**Extracted material**
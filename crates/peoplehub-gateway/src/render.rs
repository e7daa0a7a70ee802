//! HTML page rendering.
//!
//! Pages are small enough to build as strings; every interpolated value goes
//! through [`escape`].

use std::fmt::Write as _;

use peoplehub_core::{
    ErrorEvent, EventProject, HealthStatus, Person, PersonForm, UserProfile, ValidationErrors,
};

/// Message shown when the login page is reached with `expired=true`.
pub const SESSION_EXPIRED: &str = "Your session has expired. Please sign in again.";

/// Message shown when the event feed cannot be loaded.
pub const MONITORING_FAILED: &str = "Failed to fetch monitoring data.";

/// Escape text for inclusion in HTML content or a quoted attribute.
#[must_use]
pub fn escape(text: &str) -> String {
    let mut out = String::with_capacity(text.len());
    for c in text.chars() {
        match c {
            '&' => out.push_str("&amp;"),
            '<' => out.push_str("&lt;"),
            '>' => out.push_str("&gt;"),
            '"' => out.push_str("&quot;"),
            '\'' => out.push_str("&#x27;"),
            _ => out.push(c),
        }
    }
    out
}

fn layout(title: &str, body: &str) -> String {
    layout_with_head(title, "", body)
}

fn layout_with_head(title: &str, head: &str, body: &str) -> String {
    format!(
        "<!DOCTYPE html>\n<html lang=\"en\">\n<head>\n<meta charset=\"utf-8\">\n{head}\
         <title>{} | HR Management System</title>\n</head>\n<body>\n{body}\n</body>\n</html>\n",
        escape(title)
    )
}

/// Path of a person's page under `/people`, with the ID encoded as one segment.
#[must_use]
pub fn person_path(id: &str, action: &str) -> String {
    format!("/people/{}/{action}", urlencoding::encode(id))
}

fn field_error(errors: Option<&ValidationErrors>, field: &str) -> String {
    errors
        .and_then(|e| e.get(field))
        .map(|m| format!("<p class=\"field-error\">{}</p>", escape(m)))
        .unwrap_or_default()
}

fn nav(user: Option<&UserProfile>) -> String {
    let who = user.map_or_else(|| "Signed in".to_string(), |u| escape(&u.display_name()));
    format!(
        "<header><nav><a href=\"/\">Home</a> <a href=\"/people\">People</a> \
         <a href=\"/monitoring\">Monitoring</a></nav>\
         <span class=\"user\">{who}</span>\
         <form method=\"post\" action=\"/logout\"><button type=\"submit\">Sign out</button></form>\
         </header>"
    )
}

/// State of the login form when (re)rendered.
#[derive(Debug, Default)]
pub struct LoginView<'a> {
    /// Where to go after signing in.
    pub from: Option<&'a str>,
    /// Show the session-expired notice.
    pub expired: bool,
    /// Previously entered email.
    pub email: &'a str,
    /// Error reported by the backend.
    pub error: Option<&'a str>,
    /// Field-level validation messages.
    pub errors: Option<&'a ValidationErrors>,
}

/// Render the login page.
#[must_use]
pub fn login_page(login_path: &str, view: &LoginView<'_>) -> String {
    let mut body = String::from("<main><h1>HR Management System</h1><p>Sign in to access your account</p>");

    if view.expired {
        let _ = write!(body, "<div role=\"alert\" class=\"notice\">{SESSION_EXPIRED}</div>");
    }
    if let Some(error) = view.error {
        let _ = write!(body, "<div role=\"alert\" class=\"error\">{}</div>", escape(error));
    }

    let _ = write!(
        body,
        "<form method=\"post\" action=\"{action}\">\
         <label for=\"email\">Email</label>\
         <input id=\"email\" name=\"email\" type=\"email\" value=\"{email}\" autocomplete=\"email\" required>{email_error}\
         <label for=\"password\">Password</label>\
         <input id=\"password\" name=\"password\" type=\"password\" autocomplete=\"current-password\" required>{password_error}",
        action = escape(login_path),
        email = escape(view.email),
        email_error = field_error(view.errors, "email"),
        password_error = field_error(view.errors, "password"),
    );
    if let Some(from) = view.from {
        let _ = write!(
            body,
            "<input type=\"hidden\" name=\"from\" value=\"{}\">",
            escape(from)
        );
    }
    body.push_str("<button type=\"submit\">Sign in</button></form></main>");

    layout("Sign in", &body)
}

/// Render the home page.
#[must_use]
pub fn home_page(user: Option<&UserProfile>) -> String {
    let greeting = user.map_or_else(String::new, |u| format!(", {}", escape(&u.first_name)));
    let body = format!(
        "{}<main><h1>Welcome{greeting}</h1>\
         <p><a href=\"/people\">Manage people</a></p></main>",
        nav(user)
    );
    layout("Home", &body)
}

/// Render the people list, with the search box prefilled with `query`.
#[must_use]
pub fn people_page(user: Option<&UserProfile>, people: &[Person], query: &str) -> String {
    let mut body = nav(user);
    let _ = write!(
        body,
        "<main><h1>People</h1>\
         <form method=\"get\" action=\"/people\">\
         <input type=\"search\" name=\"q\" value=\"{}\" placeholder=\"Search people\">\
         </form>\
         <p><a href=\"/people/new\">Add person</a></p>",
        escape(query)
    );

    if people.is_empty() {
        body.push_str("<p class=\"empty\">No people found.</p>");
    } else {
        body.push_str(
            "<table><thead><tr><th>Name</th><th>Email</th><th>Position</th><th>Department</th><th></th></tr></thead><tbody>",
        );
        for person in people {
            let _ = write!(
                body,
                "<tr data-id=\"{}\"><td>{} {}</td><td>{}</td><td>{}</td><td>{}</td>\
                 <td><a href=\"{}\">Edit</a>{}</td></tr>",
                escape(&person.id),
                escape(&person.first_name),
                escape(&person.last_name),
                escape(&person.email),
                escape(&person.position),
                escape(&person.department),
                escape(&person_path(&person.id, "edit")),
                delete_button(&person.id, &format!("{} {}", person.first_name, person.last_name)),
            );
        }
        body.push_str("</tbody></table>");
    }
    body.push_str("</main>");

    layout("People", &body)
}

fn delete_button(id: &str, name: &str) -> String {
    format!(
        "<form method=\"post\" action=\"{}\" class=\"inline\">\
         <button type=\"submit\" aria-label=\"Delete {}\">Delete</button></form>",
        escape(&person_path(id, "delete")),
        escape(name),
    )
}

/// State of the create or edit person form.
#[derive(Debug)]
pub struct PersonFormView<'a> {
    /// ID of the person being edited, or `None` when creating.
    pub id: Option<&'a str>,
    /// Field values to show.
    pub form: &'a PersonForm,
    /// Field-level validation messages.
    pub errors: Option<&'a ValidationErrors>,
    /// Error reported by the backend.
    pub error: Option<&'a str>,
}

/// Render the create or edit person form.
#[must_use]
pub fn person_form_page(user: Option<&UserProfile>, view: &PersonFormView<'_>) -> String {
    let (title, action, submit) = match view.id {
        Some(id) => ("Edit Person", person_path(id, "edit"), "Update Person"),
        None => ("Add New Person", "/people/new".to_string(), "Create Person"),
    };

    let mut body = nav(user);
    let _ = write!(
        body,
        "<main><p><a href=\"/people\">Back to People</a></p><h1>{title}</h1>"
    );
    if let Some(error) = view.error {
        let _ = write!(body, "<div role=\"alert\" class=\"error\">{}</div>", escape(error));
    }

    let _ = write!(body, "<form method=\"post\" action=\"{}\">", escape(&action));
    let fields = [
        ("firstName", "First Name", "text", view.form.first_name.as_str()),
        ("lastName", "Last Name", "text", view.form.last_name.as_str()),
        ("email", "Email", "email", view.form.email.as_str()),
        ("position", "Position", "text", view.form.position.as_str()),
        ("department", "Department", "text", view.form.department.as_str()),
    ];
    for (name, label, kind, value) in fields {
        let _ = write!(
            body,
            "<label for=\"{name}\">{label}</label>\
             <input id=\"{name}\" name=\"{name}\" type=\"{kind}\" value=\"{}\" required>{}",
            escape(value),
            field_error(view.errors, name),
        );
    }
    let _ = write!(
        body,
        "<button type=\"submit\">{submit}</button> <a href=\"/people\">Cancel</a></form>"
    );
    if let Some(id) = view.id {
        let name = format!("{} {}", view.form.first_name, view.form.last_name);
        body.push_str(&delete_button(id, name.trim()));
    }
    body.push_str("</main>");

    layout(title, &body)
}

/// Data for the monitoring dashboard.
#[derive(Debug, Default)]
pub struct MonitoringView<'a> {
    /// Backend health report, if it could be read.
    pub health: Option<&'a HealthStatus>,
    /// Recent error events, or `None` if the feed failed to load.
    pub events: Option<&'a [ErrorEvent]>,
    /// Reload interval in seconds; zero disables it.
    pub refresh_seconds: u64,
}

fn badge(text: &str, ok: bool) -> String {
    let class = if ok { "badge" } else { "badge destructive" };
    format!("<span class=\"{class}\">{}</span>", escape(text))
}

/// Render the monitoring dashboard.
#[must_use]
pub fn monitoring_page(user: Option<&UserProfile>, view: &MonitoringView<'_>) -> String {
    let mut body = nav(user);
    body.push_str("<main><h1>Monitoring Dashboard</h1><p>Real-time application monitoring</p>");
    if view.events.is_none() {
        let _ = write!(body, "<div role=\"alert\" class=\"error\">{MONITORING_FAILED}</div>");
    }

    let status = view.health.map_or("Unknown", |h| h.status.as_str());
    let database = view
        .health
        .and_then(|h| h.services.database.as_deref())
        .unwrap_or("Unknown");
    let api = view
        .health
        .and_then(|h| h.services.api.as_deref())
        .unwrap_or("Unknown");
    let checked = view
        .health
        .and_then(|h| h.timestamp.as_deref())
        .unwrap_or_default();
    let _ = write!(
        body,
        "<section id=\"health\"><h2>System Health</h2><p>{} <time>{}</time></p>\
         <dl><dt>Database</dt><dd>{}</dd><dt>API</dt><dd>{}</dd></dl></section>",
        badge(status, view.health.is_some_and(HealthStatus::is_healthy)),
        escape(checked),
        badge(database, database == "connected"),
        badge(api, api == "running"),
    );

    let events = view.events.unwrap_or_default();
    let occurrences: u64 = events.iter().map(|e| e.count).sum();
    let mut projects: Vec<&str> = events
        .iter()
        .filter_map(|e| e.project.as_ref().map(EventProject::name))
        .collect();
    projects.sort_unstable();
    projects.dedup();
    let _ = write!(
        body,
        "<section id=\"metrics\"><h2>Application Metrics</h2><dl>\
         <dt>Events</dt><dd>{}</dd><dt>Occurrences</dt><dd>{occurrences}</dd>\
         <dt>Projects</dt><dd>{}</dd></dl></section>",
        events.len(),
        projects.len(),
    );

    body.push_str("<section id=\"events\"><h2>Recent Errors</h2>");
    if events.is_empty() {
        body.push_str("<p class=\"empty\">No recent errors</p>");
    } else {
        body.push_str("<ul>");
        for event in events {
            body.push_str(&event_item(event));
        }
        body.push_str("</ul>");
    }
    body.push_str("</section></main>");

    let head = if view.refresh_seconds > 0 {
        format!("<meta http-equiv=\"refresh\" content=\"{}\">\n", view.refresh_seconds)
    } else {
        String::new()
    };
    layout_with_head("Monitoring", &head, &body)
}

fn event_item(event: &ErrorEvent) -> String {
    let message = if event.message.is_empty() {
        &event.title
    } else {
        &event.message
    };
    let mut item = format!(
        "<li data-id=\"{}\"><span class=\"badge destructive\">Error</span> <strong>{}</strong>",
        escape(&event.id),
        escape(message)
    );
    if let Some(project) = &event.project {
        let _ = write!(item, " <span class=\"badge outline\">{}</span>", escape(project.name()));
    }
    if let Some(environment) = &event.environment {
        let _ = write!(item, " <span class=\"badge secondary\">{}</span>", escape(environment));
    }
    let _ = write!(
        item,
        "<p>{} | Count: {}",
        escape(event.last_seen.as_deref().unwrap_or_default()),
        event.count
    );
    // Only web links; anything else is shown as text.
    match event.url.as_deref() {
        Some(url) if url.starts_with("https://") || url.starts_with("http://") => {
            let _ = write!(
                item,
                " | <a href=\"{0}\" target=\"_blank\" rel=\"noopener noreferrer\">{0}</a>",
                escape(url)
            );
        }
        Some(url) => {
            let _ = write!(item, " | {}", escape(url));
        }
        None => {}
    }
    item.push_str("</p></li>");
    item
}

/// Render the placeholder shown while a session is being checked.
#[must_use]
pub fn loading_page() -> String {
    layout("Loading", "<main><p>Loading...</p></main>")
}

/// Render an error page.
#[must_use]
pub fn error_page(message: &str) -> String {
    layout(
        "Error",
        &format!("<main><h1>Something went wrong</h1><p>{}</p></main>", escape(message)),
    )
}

...

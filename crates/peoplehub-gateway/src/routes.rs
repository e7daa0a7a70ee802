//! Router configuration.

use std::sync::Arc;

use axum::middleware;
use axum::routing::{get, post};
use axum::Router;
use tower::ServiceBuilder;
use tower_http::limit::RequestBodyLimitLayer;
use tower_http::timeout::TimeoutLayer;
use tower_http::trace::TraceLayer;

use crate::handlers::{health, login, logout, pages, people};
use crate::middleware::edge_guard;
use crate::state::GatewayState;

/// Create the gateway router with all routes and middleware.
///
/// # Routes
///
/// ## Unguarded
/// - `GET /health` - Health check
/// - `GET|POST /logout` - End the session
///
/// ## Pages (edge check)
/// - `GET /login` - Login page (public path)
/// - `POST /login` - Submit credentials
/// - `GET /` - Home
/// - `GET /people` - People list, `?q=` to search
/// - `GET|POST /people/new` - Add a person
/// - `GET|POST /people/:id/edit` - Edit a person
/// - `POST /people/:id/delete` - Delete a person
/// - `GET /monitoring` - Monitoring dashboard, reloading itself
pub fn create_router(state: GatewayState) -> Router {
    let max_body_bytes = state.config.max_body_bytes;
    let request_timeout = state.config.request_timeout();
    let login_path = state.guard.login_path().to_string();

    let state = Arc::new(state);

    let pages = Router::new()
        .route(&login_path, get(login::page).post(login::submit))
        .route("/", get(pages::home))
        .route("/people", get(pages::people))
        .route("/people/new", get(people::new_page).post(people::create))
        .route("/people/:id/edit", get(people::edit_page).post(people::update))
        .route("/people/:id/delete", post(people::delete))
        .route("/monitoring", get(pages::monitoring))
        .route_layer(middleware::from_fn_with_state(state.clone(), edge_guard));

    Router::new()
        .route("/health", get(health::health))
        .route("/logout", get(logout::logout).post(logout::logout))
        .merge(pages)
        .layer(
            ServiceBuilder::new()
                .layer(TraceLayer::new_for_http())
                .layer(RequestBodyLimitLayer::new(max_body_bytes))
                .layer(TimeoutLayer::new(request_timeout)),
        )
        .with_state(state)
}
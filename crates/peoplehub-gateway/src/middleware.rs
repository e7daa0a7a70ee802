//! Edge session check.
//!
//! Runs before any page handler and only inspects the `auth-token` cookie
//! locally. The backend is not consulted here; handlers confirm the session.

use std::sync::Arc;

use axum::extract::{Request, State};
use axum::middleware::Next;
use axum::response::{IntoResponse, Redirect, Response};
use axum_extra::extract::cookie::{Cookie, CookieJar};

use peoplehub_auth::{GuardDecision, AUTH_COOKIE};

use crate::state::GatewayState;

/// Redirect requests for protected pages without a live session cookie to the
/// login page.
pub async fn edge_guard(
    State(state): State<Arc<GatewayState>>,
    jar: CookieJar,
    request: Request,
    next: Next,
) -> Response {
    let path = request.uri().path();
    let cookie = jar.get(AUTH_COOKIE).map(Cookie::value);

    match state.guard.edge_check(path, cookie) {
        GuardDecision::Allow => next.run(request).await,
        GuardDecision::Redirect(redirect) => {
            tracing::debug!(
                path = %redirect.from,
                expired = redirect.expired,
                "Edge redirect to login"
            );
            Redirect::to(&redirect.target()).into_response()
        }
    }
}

**Task goal**
Each line that contains "target" is to be copied from the listing above.

**Finished task**
                " | <a href=\"{0}\" target=\"_blank\" rel=\"noopener noreferrer\">{0}</a>",
            Redirect::to(&redirect.target()).into_response()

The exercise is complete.